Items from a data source

_____

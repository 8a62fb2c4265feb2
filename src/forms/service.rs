//! Form schema service layer

use std::sync::Arc;

use uuid::Uuid;

use super::model::{CreateFormFieldRequest, FieldScope, FormFieldDefinition, UpdateFormFieldRequest};
use super::render::{render_schema, RenderContract};
use super::schema::{effective_schema, ordered_active};
use crate::catalog::LoanProduct;
use crate::error::{ApiError, ApiResult};
use crate::store::{CatalogRepository, FormFieldRepository, StoreError};

#[derive(Clone)]
pub struct FormSchemaService {
    fields: Arc<dyn FormFieldRepository>,
    catalog: Arc<dyn CatalogRepository>,
}

impl FormSchemaService {
    pub fn new(fields: Arc<dyn FormFieldRepository>, catalog: Arc<dyn CatalogRepository>) -> Self {
        Self { fields, catalog }
    }

    /// Active fields of a scope in presentation order
    pub async fn list(&self, scope: FieldScope) -> ApiResult<Vec<FormFieldDefinition>> {
        Ok(ordered_active(self.fields.list_fields(scope).await?))
    }

    /// Category fields merged with the loan's own fields
    pub async fn effective_for_loan(&self, loan: &LoanProduct) -> ApiResult<Vec<FormFieldDefinition>> {
        let category_fields = match loan.category_id {
            Some(id) => self.fields.list_fields(FieldScope::CategoryId(id)).await?,
            None => Vec::new(),
        };
        let loan_fields = self.fields.list_fields(FieldScope::LoanId(loan.id)).await?;
        Ok(effective_schema(category_fields, loan_fields))
    }

    pub async fn render_for_loan(&self, loan_id: Uuid) -> ApiResult<Vec<RenderContract>> {
        let loan = self
            .catalog
            .get_loan(loan_id)
            .await?
            .ok_or_else(|| ApiError::NotFound("Loan not found".to_string()))?;
        Ok(render_schema(&self.effective_for_loan(&loan).await?))
    }

    pub async fn get(&self, id: Uuid) -> ApiResult<FormFieldDefinition> {
        self.fields
            .get_field(id)
            .await?
            .ok_or_else(|| ApiError::NotFound("Form field not found".to_string()))
    }

    pub async fn create(&self, request: CreateFormFieldRequest) -> ApiResult<FormFieldDefinition> {
        let field = FormFieldDefinition::from_request(request)?;
        self.ensure_scope_exists(field.scope).await?;
        let stored = self.fields.insert_field(&field).await.map_err(duplicate_name)?;
        tracing::info!(field_id = %stored.id, name = %stored.name, "Form field created");
        Ok(stored)
    }

    pub async fn update(
        &self,
        id: Uuid,
        request: UpdateFormFieldRequest,
    ) -> ApiResult<FormFieldDefinition> {
        let mut field = self.get(id).await?;
        field.apply_update(request)?;
        self.fields.update_field(&field).await.map_err(duplicate_name)?;
        Ok(field)
    }

    pub async fn delete(&self, id: Uuid) -> ApiResult<()> {
        if !self.fields.delete_field(id).await? {
            return Err(ApiError::NotFound("Form field not found".to_string()));
        }
        tracing::info!(field_id = %id, "Form field deleted");
        Ok(())
    }

    async fn ensure_scope_exists(&self, scope: FieldScope) -> ApiResult<()> {
        let exists = match scope {
            FieldScope::LoanId(id) => self.catalog.get_loan(id).await?.is_some(),
            FieldScope::CategoryId(id) => self.catalog.get_category(id).await?.is_some(),
        };
        if exists {
            Ok(())
        } else {
            Err(ApiError::NotFound("Field owner not found".to_string()))
        }
    }
}

fn duplicate_name(err: StoreError) -> ApiError {
    match err {
        StoreError::Conflict(_) => {
            ApiError::Conflict("A field with this name already exists for this scope".to_string())
        }
        other => other.into(),
    }
}
//! Application intake pipeline

mod common;

#[cfg(test)]
mod tests {
    use std::collections::HashSet;

    use loandesk_server::application::{ApplicationStatus, DocumentStatus, DocumentType, FileGroup};
    use loandesk_server::error::ApiError;
    use loandesk_server::forms::{CreateFormFieldRequest, FieldKind, FieldValue, FieldWidth};
    use serde_json::json;

    use crate::common::{borrower, context, pdf, personal_loan, submission};

    fn field(loan_id: uuid::Uuid, name: &str, kind: FieldKind, required: bool) -> CreateFormFieldRequest {
        CreateFormFieldRequest {
            loan_id: Some(loan_id),
            category_id: None,
            name: name.to_string(),
            label: None,
            kind,
            options: Vec::new(),
            required,
            placeholder: None,
            width: FieldWidth::Full,
            section: None,
            order: 0,
            is_active: None,
        }
    }

    #[tokio::test]
    async fn test_end_to_end_submission() {
        let ctx = context();
        let loan = personal_loan(&ctx).await;
        let (user, actor) = borrower(&ctx, "asha@example.com").await;

        let mut form = submission(&loan, "asha@example.com", 50_000.0, 12);
        form.files = vec![
            pdf(FileGroup::IdProof, "pan.pdf"),
            pdf(FileGroup::AddressProof, "utility.pdf"),
            pdf(FileGroup::BankStatement, "jan.pdf"),
            pdf(FileGroup::BankStatement, "feb.pdf"),
        ];

        let outcome = ctx.state.application_service.submit(&actor, form).await.unwrap();
        let app = outcome.application;

        assert!((app.loan_details.emi - 4584).abs() <= 1, "emi was {}", app.loan_details.emi);
        assert_eq!(app.loan_details.interest_rate, 18.0);
        assert_eq!(app.loan_details.loan_amount, 50_000.0);
        assert_eq!(app.loan_details.loan_tenure, 12);
        assert_eq!(app.status, ApplicationStatus::Submitted);
        assert!(app.submitted_at.is_some());
        assert_eq!(app.user_id, user.id);
        assert!(app.application_number.starts_with("APP"));
        assert_eq!(app.documents.len(), 4);
        assert!(app.documents.iter().all(|d| d.status == DocumentStatus::Pending));
        assert_eq!(
            app.documents
                .iter()
                .filter(|d| d.doc_type == DocumentType::BankStatement)
                .count(),
            2
        );
        assert!(outcome.warnings.is_empty());

        assert_eq!(ctx.blobs.len().await, 4);
        let sent = ctx.notifier.sent().await;
        assert_eq!(sent.len(), 1);
        assert_eq!(sent[0].to, "asha@example.com");
        assert!(sent[0].text.contains(&app.application_number));

        let stored = ctx.state.application_service.get(&actor, app.id).await.unwrap();
        assert_eq!(stored.application_number, app.application_number);
    }

    #[tokio::test]
    async fn test_rate_snapshot_survives_product_change() {
        let ctx = context();
        let loan = personal_loan(&ctx).await;
        let (_, actor) = borrower(&ctx, "asha@example.com").await;
        let app = ctx
            .state
            .application_service
            .submit(&actor, submission(&loan, "asha@example.com", 50_000.0, 12))
            .await
            .unwrap()
            .application;

        let update = serde_json::from_value(json!({
            "interestRate": { "min": 10.0, "max": 30.0, "default": 25.0 }
        }))
        .unwrap();
        ctx.state.catalog_service.update_loan(loan.id, update).await.unwrap();

        let stored = ctx.state.application_service.get(&actor, app.id).await.unwrap();
        assert_eq!(stored.loan_details.interest_rate, 18.0);
        assert_eq!(stored.loan_details.emi, app.loan_details.emi);
    }

    #[tokio::test]
    async fn test_out_of_bounds_amount_and_tenure() {
        let ctx = context();
        let loan = personal_loan(&ctx).await;
        let (_, actor) = borrower(&ctx, "asha@example.com").await;
        let service = &ctx.state.application_service;

        let err = service
            .submit(&actor, submission(&loan, "asha@example.com", 5_000.0, 12))
            .await
            .unwrap_err();
        assert!(matches!(err, ApiError::InvalidAmount(_)));

        let err = service
            .submit(&actor, submission(&loan, "asha@example.com", 50_000.0, 48))
            .await
            .unwrap_err();
        assert!(matches!(err, ApiError::InvalidTenure(_)));

        assert!(service.list(&actor).await.unwrap().is_empty());
        assert_eq!(ctx.notifier.count().await, 0);
    }

    #[tokio::test]
    async fn test_unknown_loan_is_not_found() {
        let ctx = context();
        let loan = personal_loan(&ctx).await;
        let (_, actor) = borrower(&ctx, "asha@example.com").await;
        let mut form = submission(&loan, "asha@example.com", 50_000.0, 12);
        form.loan_id = Some(uuid::Uuid::new_v4());

        let err = ctx.state.application_service.submit(&actor, form).await.unwrap_err();
        assert!(matches!(err, ApiError::NotFound(_)));
    }

    #[tokio::test]
    async fn test_alternate_amount_names() {
        let ctx = context();
        let loan = personal_loan(&ctx).await;
        let (_, actor) = borrower(&ctx, "asha@example.com").await;
        let mut form = submission(&loan, "asha@example.com", 0.0, 0);
        form.loan_details = serde_json::from_value(json!({
            "principal": "100000",
            "tenureMonths": "24"
        }))
        .unwrap();

        let app = ctx
            .state
            .application_service
            .submit(&actor, form)
            .await
            .unwrap()
            .application;
        assert_eq!(app.loan_details.loan_amount, 100_000.0);
        assert_eq!(app.loan_details.loan_tenure, 24);
    }

    #[tokio::test]
    async fn test_required_select_missing_aborts_without_side_effects() {
        let ctx = context();
        let loan = personal_loan(&ctx).await;
        let (_, actor) = borrower(&ctx, "asha@example.com").await;

        let mut purpose = field(loan.id, "loanPurpose", FieldKind::Select, true);
        purpose.options = vec!["Medical".into(), "Travel".into()];
        ctx.state.form_service.create(purpose).await.unwrap();

        let mut form = submission(&loan, "asha@example.com", 50_000.0, 12);
        form.files = vec![pdf(FileGroup::IdProof, "pan.pdf")];
        form.dynamic_fields
            .insert("extraNote".into(), FieldValue::Text("call after 6pm".into()));

        match ctx.state.application_service.submit(&actor, form).await {
            Err(ApiError::ValidationFailed { fields, .. }) => assert_eq!(fields, vec!["loanPurpose"]),
            other => panic!("expected validation failure, got {other:?}"),
        }
        assert!(ctx.blobs.is_empty().await);
        assert!(ctx.state.application_service.list(&actor).await.unwrap().is_empty());
        assert_eq!(ctx.notifier.count().await, 0);
    }

    #[tokio::test]
    async fn test_unknown_dynamic_keys_pass_through() {
        let ctx = context();
        let loan = personal_loan(&ctx).await;
        let (_, actor) = borrower(&ctx, "asha@example.com").await;

        let mut purpose = field(loan.id, "loanPurpose", FieldKind::Select, true);
        purpose.options = vec!["Medical".into(), "Travel".into()];
        ctx.state.form_service.create(purpose).await.unwrap();

        let mut form = submission(&loan, "asha@example.com", 50_000.0, 12);
        form.dynamic_fields
            .insert("loanPurpose".into(), FieldValue::Text("Medical".into()));
        form.dynamic_fields
            .insert("legacyField".into(), FieldValue::Number(7.0));

        let app = ctx
            .state
            .application_service
            .submit(&actor, form)
            .await
            .unwrap()
            .application;
        assert_eq!(
            app.dynamic_fields.get("legacyField"),
            Some(&FieldValue::Number(7.0))
        );
        assert_eq!(
            app.dynamic_fields.get("loanPurpose"),
            Some(&FieldValue::Text("Medical".into()))
        );
    }

    #[tokio::test]
    async fn test_dynamic_file_field_uploads() {
        let ctx = context();
        let loan = personal_loan(&ctx).await;
        let (_, actor) = borrower(&ctx, "asha@example.com").await;
        ctx.state
            .form_service
            .create(field(loan.id, "salarySlip", FieldKind::File, true))
            .await
            .unwrap();

        // Required file without an upload
        let err = ctx
            .state
            .application_service
            .submit(&actor, submission(&loan, "asha@example.com", 50_000.0, 12))
            .await
            .unwrap_err();
        assert!(matches!(err, ApiError::ValidationFailed { .. }));

        let mut form = submission(&loan, "asha@example.com", 50_000.0, 12);
        form.files = vec![
            pdf(FileGroup::Dynamic("salarySlip".into()), "march.pdf"),
            pdf(FileGroup::Dynamic("salarySlip".into()), "april.pdf"),
            pdf(FileGroup::IncomeProof, "itr.pdf"),
        ];
        let app = ctx
            .state
            .application_service
            .submit(&actor, form)
            .await
            .unwrap()
            .application;

        assert_eq!(app.documents.len(), 3);
        let urls: HashSet<String> = app
            .documents
            .iter()
            .filter(|d| d.doc_type == DocumentType::Dynamic("salarySlip".into()))
            .map(|d| d.url.clone())
            .collect();
        assert_eq!(urls.len(), 2);
        match app.dynamic_fields.get("salarySlip") {
            Some(FieldValue::List(refs)) => {
                assert_eq!(refs.iter().cloned().collect::<HashSet<_>>(), urls)
            }
            other => panic!("expected file references, got {other:?}"),
        }
    }

    #[tokio::test]
    async fn test_upload_for_non_file_field_is_rejected() {
        let ctx = context();
        let loan = personal_loan(&ctx).await;
        let (_, actor) = borrower(&ctx, "asha@example.com").await;
        ctx.state
            .form_service
            .create(field(loan.id, "employer", FieldKind::Text, false))
            .await
            .unwrap();

        let mut form = submission(&loan, "asha@example.com", 50_000.0, 12);
        form.files = vec![pdf(FileGroup::Dynamic("employer".into()), "letter.pdf")];
        match ctx.state.application_service.submit(&actor, form).await {
            Err(ApiError::ValidationFailed { fields, .. }) => {
                assert_eq!(fields, vec!["dynamicFiles_employer"])
            }
            other => panic!("expected validation failure, got {other:?}"),
        }
        assert!(ctx.blobs.is_empty().await);
    }

    #[tokio::test]
    async fn test_invalid_personal_info() {
        let ctx = context();
        let loan = personal_loan(&ctx).await;
        let (_, actor) = borrower(&ctx, "asha@example.com").await;

        let mut form = submission(&loan, "not-an-email", 50_000.0, 12);
        if let Some(info) = form.personal_info.as_mut() {
            info.full_name = "  ".into();
        }
        match ctx.state.application_service.submit(&actor, form).await {
            Err(ApiError::ValidationFailed { fields, .. }) => {
                assert_eq!(fields, vec!["email", "full_name"])
            }
            other => panic!("expected validation failure, got {other:?}"),
        }

        let mut form = submission(&loan, "asha@example.com", 50_000.0, 12);
        form.personal_info = None;
        assert!(matches!(
            ctx.state.application_service.submit(&actor, form).await,
            Err(ApiError::ValidationFailed { .. })
        ));
    }

    #[tokio::test]
    async fn test_notification_failure_is_a_warning() {
        let ctx = context();
        let loan = personal_loan(&ctx).await;
        let (_, actor) = borrower(&ctx, "asha@example.com").await;
        ctx.notifier.set_failing(true);

        let outcome = ctx
            .state
            .application_service
            .submit(&actor, submission(&loan, "asha@example.com", 50_000.0, 12))
            .await
            .unwrap();

        assert_eq!(outcome.warnings.len(), 1);
        assert_eq!(ctx.notifier.count().await, 1);
        let listed = ctx.state.application_service.list(&actor).await.unwrap();
        assert_eq!(listed.len(), 1);
        assert_eq!(listed[0].id, outcome.application.id);
    }

    #[tokio::test]
    async fn test_concurrent_application_numbers_are_unique() {
        let ctx = context();
        let loan = personal_loan(&ctx).await;
        let (_, actor) = borrower(&ctx, "asha@example.com").await;

        let mut handles = Vec::with_capacity(1000);
        for _ in 0..1000 {
            let service = ctx.state.application_service.clone();
            let form = submission(&loan, "asha@example.com", 50_000.0, 12);
            handles.push(tokio::spawn(async move {
                service.submit(&actor, form).await.map(|o| o.application.application_number)
            }));
        }

        let mut numbers = HashSet::new();
        for handle in handles {
            numbers.insert(handle.await.unwrap().unwrap());
        }
        assert_eq!(numbers.len(), 1000);
    }
}
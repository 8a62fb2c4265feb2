//! Eligibility routes

use axum::{routing::get, Router};

use crate::handlers::eligibility;
use crate::state::AppState;

pub fn eligibility_routes() -> Router<AppState> {
    Router::new()
        .route(
            "/api/eligibility",
            get(eligibility::list_checks).post(eligibility::submit_check),
        )
        .route("/api/eligibility/:id", get(eligibility::get_check))
}
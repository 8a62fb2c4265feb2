//! Application routes

use axum::{
    extract::DefaultBodyLimit,
    routing::{get, post},
    Router,
};

use crate::handlers::applications;
use crate::state::AppState;

/// Multipart submissions get their own body limit
pub fn application_routes(max_upload_bytes: usize) -> Router<AppState> {
    Router::new()
        .route(
            "/api/applications",
            get(applications::list_applications).post(applications::submit_application),
        )
        .layer(DefaultBodyLimit::max(max_upload_bytes))
        .route(
            "/api/applications/:id",
            get(applications::get_application).put(applications::update_application),
        )
        .route(
            "/api/applications/:id/approve",
            post(applications::approve_application),
        )
        .route(
            "/api/applications/:id/reject",
            post(applications::reject_application),
        )
}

_____

Which of the lines in the data hold the string "axum"? Report each of them by copying it.

#### [SOLUTION TO THIS PROBLEM]
use axum::{routing::get, Router};
use axum::{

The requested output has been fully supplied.